A lot has changed in the gay community in the last twenty years. In fact, for many people it's no longer the gay community that gathers for the annual parade, but rather the gay, lesbian, bisexual, and transgender communities. For some, it's simply the queer community. And if I think things have changed a lot from when I joined the gay civil rights struggle, pioneers from the 1950s such as Del Martin and Phyllis Lyon, Harry Hay, and Jim Kepner, among others, have stories to tell about conditions surrounding their coming out that really underscore how far we've come.

Most of us would agree that, with the exception of the devastation wrought by AIDS, life today is immensely better for gay people as a result of our hard work, our courage, and our commitment to growth. Society as a whole is more sophisticated about sexual orientation than ever before. There are more protections of our civil rights, fewer legal restrictions on our sexual behaviors, and far more resources available to support us in the development of our identities. Obviously, we have a long, long way to go before the majority of people quit valuing heterosexuality as nature's sole intention and quit narrowly defining "acceptable" gender roles. But we're making progress, one day at a time.

One can only imagine what life will be like for gay people twenty years from now. Perhaps, by then, discrimination based upon sexual orientation will be prohibited at the federal level. Perhaps all state sodomy laws will be rescinded and all public schools will have support systems for gay, lesbian, bisexual, and transgender youth. And perhaps not.

What hasn't changed and probably never will change is our very human desire to feel secure in ourselves and in society. As social creatures, we long for the happiness we associate with belonging in the family, among our friends, at work, and in our worshipping communities.

The letters I get today from gay people are not all that different from the ones I got back in 1974. Nor, I suspect, are they different from the ones that will be written in 2020. Gay people of all ages speak about their hunger for a safe, meaningful place for themselves in the world.

This book is about my personal search for such a place, the remarkable people I've met along the way, and the important lessons I've learned in the process. I feel much different about myself as a gay man and more integrated into the world today than I did twenty years ago, not so much because society has changed, but because I have changed. My observations about that change are offered here in the hope that they might comfort and encourage other hungry travelers.

In my attempt to be as readable and relevant as possible to as broad an audience as possible, I asked for help from a terrific group of friends with diverse perspectives. I've come to acknowledge that I am but a crude link in the evolutionary chain.

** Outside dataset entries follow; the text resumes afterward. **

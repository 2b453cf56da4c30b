/*!
 * Change blocks: one proposed paragraph-level edit with its review status.
 *
 * Wire layout, always in this order:
 *
 * ```text
 * #CHANGE: 12
 * #STATUS: pending
 * #REASON: Strong profanity removed
 * #ORIGINAL
 * ...original lines...
 * #CLEANED
 * ...cleaned lines...
 * #END
 * ```
 */

use std::fmt;
use std::str::FromStr;

use anyhow::{anyhow, Result};
use log::warn;
use serde::{Deserialize, Serialize};

use super::lexer::{self, Line, LineEvent, MarkerKind};
use crate::errors::FormatError;

/// Review status of a change block
#[derive(Debug, Clone, Copy, PartialEq, Eq, Hash, Default, Serialize, Deserialize)]
#[serde(rename_all = "lowercase")]
pub enum ChangeStatus {
    #[default]
    Pending,
    Accepted,
    Rejected,
}

impl ChangeStatus {
    pub fn as_str(self) -> &'static str {
        match self {
            Self::Pending => "pending",
            Self::Accepted => "accepted",
            Self::Rejected => "rejected",
        }
    }
}

impl fmt::Display for ChangeStatus {
    fn fmt(&self, f: &mut fmt::Formatter<'_>) -> fmt::Result {
        write!(f, "{}", self.as_str())
    }
}

impl FromStr for ChangeStatus {
    type Err = anyhow::Error;

    fn from_str(s: &str) -> Result<Self> {
        match s.trim().to_lowercase().as_str() {
            "pending" => Ok(Self::Pending),
            "accepted" | "accept" => Ok(Self::Accepted),
            "rejected" | "reject" => Ok(Self::Rejected),
            _ => Err(anyhow!("Invalid change status: {}", s)),
        }
    }
}

/// One proposed edit.
///
/// `original` is never rewritten once the block exists; only `status` changes
/// during review. An empty `cleaned` text means the paragraph is removed.
#[derive(Debug, Clone, PartialEq, Eq, Serialize, Deserialize)]
pub struct ChangeBlock {
    pub id: u64,
    pub status: ChangeStatus,
    pub reason: String,
    pub original: String,
    pub cleaned: String,
}

impl ChangeBlock {
    /// Create a pending change
    pub fn new(id: u64, reason: impl Into<String>, original: impl Into<String>, cleaned: impl Into<String>) -> Self {
        Self {
            id,
            status: ChangeStatus::Pending,
            reason: reason.into(),
            original: original.into(),
            cleaned: cleaned.into(),
        }
    }

    /// Whether the change deletes the paragraph entirely
    pub fn is_removal(&self) -> bool {
        self.cleaned.trim().is_empty()
    }

    /// Serialize into marker and content lines
    pub fn encode(&self) -> Vec<String> {
        let mut lines = Vec::with_capacity(8);
        lines.push(format!("#CHANGE: {}", self.id));
        lines.push(format!("#STATUS: {}", self.status));
        // Reasons are single-line by construction of the format
        lines.push(format!("#REASON: {}", single_line(&self.reason)));
        lines.push("#ORIGINAL".to_string());
        push_text_lines(&mut lines, &self.original);
        lines.push("#CLEANED".to_string());
        push_text_lines(&mut lines, &self.cleaned);
        lines.push("#END".to_string());
        lines
    }

    /// Decode a block starting at `lines[cursor]`, which must be a `#CHANGE` marker.
    ///
    /// Returns the block and the index of the first line after `#END`.
    pub fn decode(lines: &[Line<'_>], cursor: usize) -> Result<(Self, usize), FormatError> {
        let open = lines
            .get(cursor)
            .ok_or_else(|| FormatError::block(cursor + 1, "expected #CHANGE, found end of input"))?;

        let id = match &open.event {
            LineEvent::Marker { kind: MarkerKind::Change, value, .. } => value
                .trim()
                .parse::<u64>()
                .map_err(|_| FormatError::block(open.number, format!("invalid change id '{}'", value)))?,
            _ => return Err(FormatError::block(open.number, "expected #CHANGE marker")),
        };

        let mut status = ChangeStatus::Pending;
        let mut reason = String::new();
        let mut section = Section::Meta;
        let mut original: Vec<String> = Vec::new();
        let mut cleaned: Vec<String> = Vec::new();

        let mut index = cursor + 1;
        while let Some(line) = lines.get(index) {
            index += 1;
            match &line.event {
                LineEvent::Marker { kind: MarkerKind::End, .. } => {
                    if section != Section::Cleaned {
                        return Err(FormatError::block(
                            line.number,
                            format!("change {} closed without a #CLEANED section", id),
                        ));
                    }
                    let block = Self {
                        id,
                        status,
                        reason,
                        original: original.join("\n"),
                        cleaned: cleaned.join("\n"),
                    };
                    return Ok((block, index));
                }
                LineEvent::Marker { kind: MarkerKind::Original, .. } => {
                    if section != Section::Meta {
                        return Err(FormatError::block(line.number, "unexpected #ORIGINAL"));
                    }
                    section = Section::Original;
                }
                LineEvent::Marker { kind: MarkerKind::Cleaned, .. } => {
                    if section != Section::Original {
                        return Err(FormatError::block(line.number, "#CLEANED must follow #ORIGINAL"));
                    }
                    section = Section::Cleaned;
                }
                LineEvent::Marker { kind: MarkerKind::Status, value, .. } if section == Section::Meta => {
                    status = value
                        .parse()
                        .map_err(|_| FormatError::block(line.number, format!("invalid status '{}'", value)))?;
                }
                LineEvent::Marker { kind: MarkerKind::Reason, value, .. } if section == Section::Meta => {
                    reason = value.to_string();
                }
                LineEvent::Marker { kind: MarkerKind::Change, .. } => {
                    return Err(FormatError::block(
                        line.number,
                        format!("change {} is missing #END before the next #CHANGE", id),
                    ));
                }
                LineEvent::Marker { kind: MarkerKind::Chapter, .. } => {
                    return Err(FormatError::block(
                        line.number,
                        format!("change {} is missing #END before the next #CHAPTER", id),
                    ));
                }
                LineEvent::Marker { raw, .. } => match section {
                    Section::Meta => warn!("Ignoring unknown marker in change {}: {}", id, raw),
                    // Unescaped marker-like lines inside a section are kept as text
                    Section::Original => original.push(raw.to_string()),
                    Section::Cleaned => cleaned.push(raw.to_string()),
                },
                LineEvent::Blank => match section {
                    Section::Meta => {}
                    Section::Original => original.push(String::new()),
                    Section::Cleaned => cleaned.push(String::new()),
                },
                LineEvent::Text(text) => match section {
                    Section::Meta => {
                        return Err(FormatError::block(
                            line.number,
                            format!("content before #ORIGINAL in change {}", id),
                        ));
                    }
                    Section::Original => original.push(text.to_string()),
                    Section::Cleaned => cleaned.push(text.to_string()),
                },
            }
        }

        Err(FormatError::block(
            open.number,
            format!("change {} has no closing #END", id),
        ))
    }
}

#[derive(Debug, Clone, Copy, PartialEq, Eq)]
enum Section {
    Meta,
    Original,
    Cleaned,
}

fn single_line(text: &str) -> String {
    text.split_whitespace().collect::<Vec<_>>().join(" ")
}

fn push_text_lines(lines: &mut Vec<String>, text: &str) {
    if text.is_empty() {
        return;
    }
    for line in text.split('\n') {
        lines.push(lexer::escape_line(line).into_owned());
    }
}
/*!
 * Bridge between bookwash documents and packaged book formats.
 *
 * A container codec only deals in chapters of plain text. Converting those to
 * and from a `Document` happens here, so every codec shares one paragraph
 * splitting rule and one document layout.
 */

use anyhow::{Context, Result};
use bytes::Bytes;

use crate::bookwash::writer::current_timestamp;
use crate::bookwash::{split_paragraphs, BookMetadata, Chapter, Document, TextView};

/// One chapter as a container sees it
#[derive(Debug, Clone, PartialEq, Eq, Default)]
pub struct ContainerChapter {
    pub title: Option<String>,
    /// Plain text, paragraphs separated by blank lines
    pub text: String,
}

/// Reads and writes a distributable book format
pub trait ContainerCodec {
    /// Short format name for logs
    fn name(&self) -> &str;

    fn unpack(&self, bytes: &[u8]) -> Result<Vec<ContainerChapter>>;

    fn pack(&self, chapters: &[ContainerChapter]) -> Result<Bytes>;
}

impl Document {
    /// Build a fresh document from unpacked chapters, numbered from 1
    pub fn from_container_chapters(metadata: BookMetadata, source: Option<String>, chapters: Vec<ContainerChapter>) -> Self {
        let mut doc = Document::new();
        doc.source = source;
        doc.created = Some(current_timestamp());
        doc.metadata = metadata;

        for (index, container_chapter) in chapters.into_iter().enumerate() {
            let mut chapter = Chapter::new(index as u32 + 1);
            chapter.title = container_chapter.title.filter(|title| !title.trim().is_empty());
            for paragraph in split_paragraphs(&container_chapter.text) {
                chapter = chapter.with_paragraph(paragraph);
            }
            doc.chapters.push(chapter);
        }
        doc
    }

    /// Render every chapter under `view` for packing
    pub fn to_container_chapters(&self, view: TextView) -> Vec<ContainerChapter> {
        self.chapters
            .iter()
            .map(|chapter| ContainerChapter {
                title: chapter.title.clone(),
                text: chapter.text(view),
            })
            .collect()
    }
}

/// Plain UTF-8 text with `# ` headings opening each chapter.
///
/// Used by `export` and `import`. Text before the first heading becomes an
/// untitled chapter.
#[derive(Debug, Clone, Copy, Default)]
pub struct PlainTextCodec;

const HEADING_PREFIX: &str = "# ";

impl ContainerCodec for PlainTextCodec {
    fn name(&self) -> &str {
        "plain text"
    }

    fn unpack(&self, bytes: &[u8]) -> Result<Vec<ContainerChapter>> {
        let text = std::str::from_utf8(bytes).context("Plain text input is not valid UTF-8")?;
        let mut chapters: Vec<ContainerChapter> = Vec::new();
        let mut current: Option<ContainerChapter> = None;
        let mut lines: Vec<&str> = Vec::new();

        for line in text.lines() {
            if let Some(title) = line.strip_prefix(HEADING_PREFIX) {
                if let Some(mut chapter) = current.take() {
                    chapter.text = lines.join("\n").trim().to_string();
                    chapters.push(chapter);
                } else if !lines.join("").trim().is_empty() {
                    chapters.push(ContainerChapter {
                        title: None,
                        text: lines.join("\n").trim().to_string(),
                    });
                }
                lines.clear();
                current = Some(ContainerChapter {
                    title: Some(title.trim().to_string()),
                    text: String::new(),
                });
            } else {
                lines.push(line);
            }
        }

        let rest = lines.join("\n").trim().to_string();
        match current {
            Some(mut chapter) => {
                chapter.text = rest;
                chapters.push(chapter);
            }
            None if !rest.is_empty() => chapters.push(ContainerChapter { title: None, text: rest }),
            None => {}
        }

        Ok(chapters)
    }

    fn pack(&self, chapters: &[ContainerChapter]) -> Result<Bytes> {
        let mut output = String::new();
        for (index, chapter) in chapters.iter().enumerate() {
            let heading = match &chapter.title {
                Some(title) => title.clone(),
                None => format!("Chapter {}", index + 1),
            };
            output.push_str(HEADING_PREFIX);
            output.push_str(&heading);
            output.push_str("\n\n");
            if !chapter.text.is_empty() {
                output.push_str(&chapter.text);
                output.push_str("\n\n");
            }
        }

        let trimmed = output.trim_end().to_string();
        Ok(Bytes::from(if trimmed.is_empty() { trimmed } else { trimmed + "\n" }))
    }
}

I do my best to both accept and go beyond the limitations imposed by the historic, cultural context in which I find myself, but I need all the help I can get to do so.

Yet, even given our combined efforts to be inclusive, I know that some readers may still have trouble relating to some of my words describing the journey. They might wish, for instance, that I had used the word queer instead of the cumbersome "gay, lesbian, bisexual, and transgender." Some lesbian women, I suspect, will be disappointed that I use gay as a generic term for gay, lesbian, and bisexual. And one friend said if I wanted to appeal to certain gay men, I should eliminate all references to the Church.

But given all of these possible differences in communication style and perspective, I'm not discouraged, because I know that while all of those issues are important, what's most important to all of us is not so much the words but the music. As one friend reminds me, when we leave a musical or finish listening to a song on the radio, we often can't remember the words we've heard but we certainly remember the music and the powerful feelings it created within us.

The music of this book, I trust, is more timeless than the crude words I employ. It is about finding the truth of our lives from within ourselves and not from the outside. Our happiness as human beings is measured by how we feel about ourselves when we walk our journey and not by how many people walk with us, nor by what we call ourselves.